Depuis la préhistoire les plantes accompagnent les hommes dans leurs activités quotidiennes. Alimentaires, médicinales, mais aussi dans des rôles méconnus, ou oubliés, récurrentes, nettoyantes. Plantes des fossés ou des talus, arbres de nos chaussées, allons cueillir de quoi récurer nos casseroles.

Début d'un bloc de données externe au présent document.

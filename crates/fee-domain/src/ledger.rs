//! Derived ledger views: transactions, term balances, carry-forward records,
//! and the fee statement returned to callers.

use std::fmt;

use chrono::{DateTime, Utc};
use rust_decimal::Decimal;
use serde::{Deserialize, Serialize};
use uuid::Uuid;

use crate::{
    calendar::{Period, TermName},
    common::Amounted,
    fee::{FeeSource, FeeStructure},
    payment::Payment,
    school::StudentSummary,
};

/// Side of a ledger entry. Debits are charges, credits are payments.
#[derive(Debug, Clone, Copy, Serialize, Deserialize, PartialEq, Eq, PartialOrd, Ord, Hash)]
#[serde(rename_all = "camelCase")]
pub enum EntryKind {
    Debit,
    Credit,
}

impl fmt::Display for EntryKind {
    fn fmt(&self, f: &mut fmt::Formatter<'_>) -> fmt::Result {
        let label = match self {
            EntryKind::Debit => "Debit",
            EntryKind::Credit => "Credit",
        };
        f.write_str(label)
    }
}

/// One line of a student's ledger. Derived on every request, never persisted.
#[derive(Debug, Clone, Serialize, Deserialize, PartialEq, Eq)]
#[serde(rename_all = "camelCase")]
pub struct LedgerTransaction {
    pub source_id: Option<Uuid>,
    pub kind: EntryKind,
    pub amount: Decimal,
    pub date: DateTime<Utc>,
    pub period: Option<Period>,
    pub description: String,
    #[serde(default, skip_serializing_if = "Option::is_none")]
    pub reference: Option<String>,
    /// Cumulative debits minus cumulative credits up to and including this entry.
    pub running_balance: Decimal,
}

impl LedgerTransaction {
    pub fn debit(&self) -> Decimal {
        match self.kind {
            EntryKind::Debit => self.amount,
            EntryKind::Credit => Decimal::ZERO,
        }
    }

    pub fn credit(&self) -> Decimal {
        match self.kind {
            EntryKind::Debit => Decimal::ZERO,
            EntryKind::Credit => self.amount,
        }
    }

    /// Debits count positive, credits negative.
    pub fn signed_amount(&self) -> Decimal {
        self.debit() - self.credit()
    }

    pub fn is_tagged_to(&self, period: &Period) -> bool {
        self.period
            .as_ref()
            .map(|own| own.same_term(period))
            .unwrap_or(false)
    }
}

impl Amounted for LedgerTransaction {
    fn amount(&self) -> Decimal {
        self.amount
    }
}

/// Per-term charges, payments, and carry-forward state.
#[derive(Debug, Clone, Serialize, Deserialize, PartialEq, Eq)]
#[serde(rename_all = "camelCase")]
pub struct TermBalance {
    pub term: TermName,
    #[serde(default, skip_serializing_if = "Option::is_none")]
    pub term_id: Option<Uuid>,
    pub academic_year: i32,
    /// Charges tagged to the term.
    pub total_amount: Decimal,
    /// Payments tagged to the term, excluding absorbed overpayments.
    pub payments: Decimal,
    pub base_balance: Decimal,
    /// Carry consumed by this term (positive owed, negative prior overpayment).
    pub carry_forward: Decimal,
    /// Reported balance, never negative.
    pub balance: Decimal,
    /// Overpayment handed to the next term, zero or negative.
    pub carry_to_next: Decimal,
    /// Payments plus any absorbed prior overpayment.
    pub paid_amount: Decimal,
    pub fee_source: FeeSource,
}

impl TermBalance {
    /// `base_balance + carry_forward` before clamping.
    pub fn unclamped_balance(&self) -> Decimal {
        self.base_balance + self.carry_forward
    }
}

/// Signed carry handed from the last term of one academic year to the next.
#[derive(Debug, Clone, Serialize, Deserialize, PartialEq, Eq)]
#[serde(rename_all = "camelCase")]
pub struct AcademicYearCarryForward {
    pub student_id: Uuid,
    pub next_academic_year: i32,
    pub amount: Decimal,
}

/// Persisted per-student, per-year balance record.
#[derive(Debug, Clone, Serialize, Deserialize, PartialEq, Eq)]
#[serde(rename_all = "camelCase")]
pub struct StudentYearlyBalance {
    pub student_id: Uuid,
    pub academic_year: i32,
    /// Outstanding amount when the year was closed, if it has been closed.
    #[serde(default)]
    pub closing_balance: Option<Decimal>,
    /// Carry handed into this year by the previous year's computation.
    #[serde(default)]
    pub carry_forward_amount: Decimal,
    pub updated_at: DateTime<Utc>,
}

impl StudentYearlyBalance {
    pub fn new(student_id: Uuid, academic_year: i32, at: DateTime<Utc>) -> Self {
        Self {
            student_id,
            academic_year,
            closing_balance: None,
            carry_forward_amount: Decimal::ZERO,
            updated_at: at,
        }
    }
}

/// Collection of yearly balances with upsert semantics keyed by (student, year).
#[derive(Debug, Clone, Default, Serialize, Deserialize, PartialEq, Eq)]
#[serde(rename_all = "camelCase")]
pub struct BalanceBook {
    #[serde(default)]
    pub balances: Vec<StudentYearlyBalance>,
}

impl BalanceBook {
    pub fn get(&self, student_id: Uuid, academic_year: i32) -> Option<&StudentYearlyBalance> {
        self.balances
            .iter()
            .find(|entry| entry.student_id == student_id && entry.academic_year == academic_year)
    }

    fn entry_mut(
        &mut self,
        student_id: Uuid,
        academic_year: i32,
        at: DateTime<Utc>,
    ) -> &mut StudentYearlyBalance {
        let position = self.balances.iter().position(|entry| {
            entry.student_id == student_id && entry.academic_year == academic_year
        });
        let index = match position {
            Some(index) => index,
            None => {
                self.balances
                    .push(StudentYearlyBalance::new(student_id, academic_year, at));
                self.balances.len() - 1
            }
        };
        &mut self.balances[index]
    }

    /// Records the carry into `next_academic_year`. Repeating a write is a no-op.
    pub fn upsert_carry_forward(&mut self, carry: &AcademicYearCarryForward, at: DateTime<Utc>) {
        let entry = self.entry_mut(carry.student_id, carry.next_academic_year, at);
        if entry.carry_forward_amount != carry.amount {
            entry.carry_forward_amount = carry.amount;
            entry.updated_at = at;
        }
    }

    /// Records the closing balance of `academic_year`. Repeating a write is a no-op.
    pub fn upsert_closing_balance(
        &mut self,
        student_id: Uuid,
        academic_year: i32,
        amount: Decimal,
        at: DateTime<Utc>,
    ) {
        let entry = self.entry_mut(student_id, academic_year, at);
        if entry.closing_balance != Some(amount) {
            entry.closing_balance = Some(amount);
            entry.updated_at = at;
        }
    }
}

/// Which payments feed a statement's transaction list.
#[derive(Debug, Clone, Copy, Serialize, Deserialize, PartialEq, Eq, Default)]
#[serde(rename_all = "snake_case")]
pub enum PaymentScope {
    #[default]
    AcademicYear,
    AllYears,
}

impl PaymentScope {
    pub fn parse(value: &str) -> Option<Self> {
        match value.trim().to_ascii_lowercase().replace('-', "_").as_str() {
            "academic_year" | "year" => Some(PaymentScope::AcademicYear),
            "all_years" | "all" => Some(PaymentScope::AllYears),
            _ => None,
        }
    }
}

/// Complete balance view for one student and one academic year.
#[derive(Debug, Clone, Serialize, Deserialize, PartialEq, Eq)]
#[serde(rename_all = "camelCase")]
pub struct FeeStatement {
    pub school_id: Uuid,
    pub student: StudentSummary,
    pub academic_year: i32,
    pub academic_year_id: Uuid,
    pub term_balances: Vec<TermBalance>,
    pub transactions: Vec<LedgerTransaction>,
    /// Final running balance of the transaction list.
    pub academic_year_outstanding: Decimal,
    pub arrears: Decimal,
    /// `academic_year_outstanding + arrears`.
    pub outstanding: Decimal,
    pub payment_history: Vec<Payment>,
    pub fee_structures: Vec<FeeStructure>,
    /// Carry the caller may persist for the next academic year.
    #[serde(default, skip_serializing_if = "Option::is_none")]
    pub year_end_carry_forward: Option<AcademicYearCarryForward>,
}

impl FeeStatement {
    pub fn term(&self, term: &TermName) -> Option<&TermBalance> {
        self.term_balances.iter().find(|entry| &entry.term == term)
    }

    pub fn total_charges(&self) -> Decimal {
        self.transactions.iter().map(LedgerTransaction::debit).sum()
    }

    pub fn total_payments(&self) -> Decimal {
        self.transactions.iter().map(LedgerTransaction::credit).sum()
    }

    /// What the student still owes after the last term, opening seed included.
    ///
    /// Sum of the clamped term balances plus the overpayment left by the last term.
    pub fn year_end_balance(&self) -> Decimal {
        let owed: Decimal = self.term_balances.iter().map(|term| term.balance).sum();
        let leftover = self
            .term_balances
            .last()
            .map(|term| term.carry_to_next)
            .unwrap_or(Decimal::ZERO);
        owed + leftover
    }

    pub fn uses_default_fees(&self) -> bool {
        self.fee_structures
            .iter()
            .any(|structure| !structure.is_authoritative())
    }
}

Après décoction d'une dizaine de minutes de la saponaire, la lessive est prête à l'emploi
Après décoction d'une dizaine de minutes de la saponaire, la lessive est prête à l'emploi

La prêle

Le long des chemins, sur les bordures de prairies près des ruisseaux, groupés dans les coins frais, d'étranges végétaux, les « queues de cheval » ou « queues de renard », poussent du printemps à l'automne. Singulière, discrète, sans odeur ni saveur particulières, la prêle des champs, Equisetum arvense, mérite pourtant une attention particulière. Ses qualités médicinales sont connues, diurétique, hémostatique, cicatrisante. Et si sa richesse en silice lui confère aussi une action reminéralisante, cette propriété lui a valu d'être utilisée en d'autres temps comme tampon à récurer. Bien roulées, fraîches ou sèches, les tiges stériles de prêle viennent à bout des pires fonds de casseroles. Outil éphémère, s'usant vite, mais facile à renouveler et enrichissant le compost.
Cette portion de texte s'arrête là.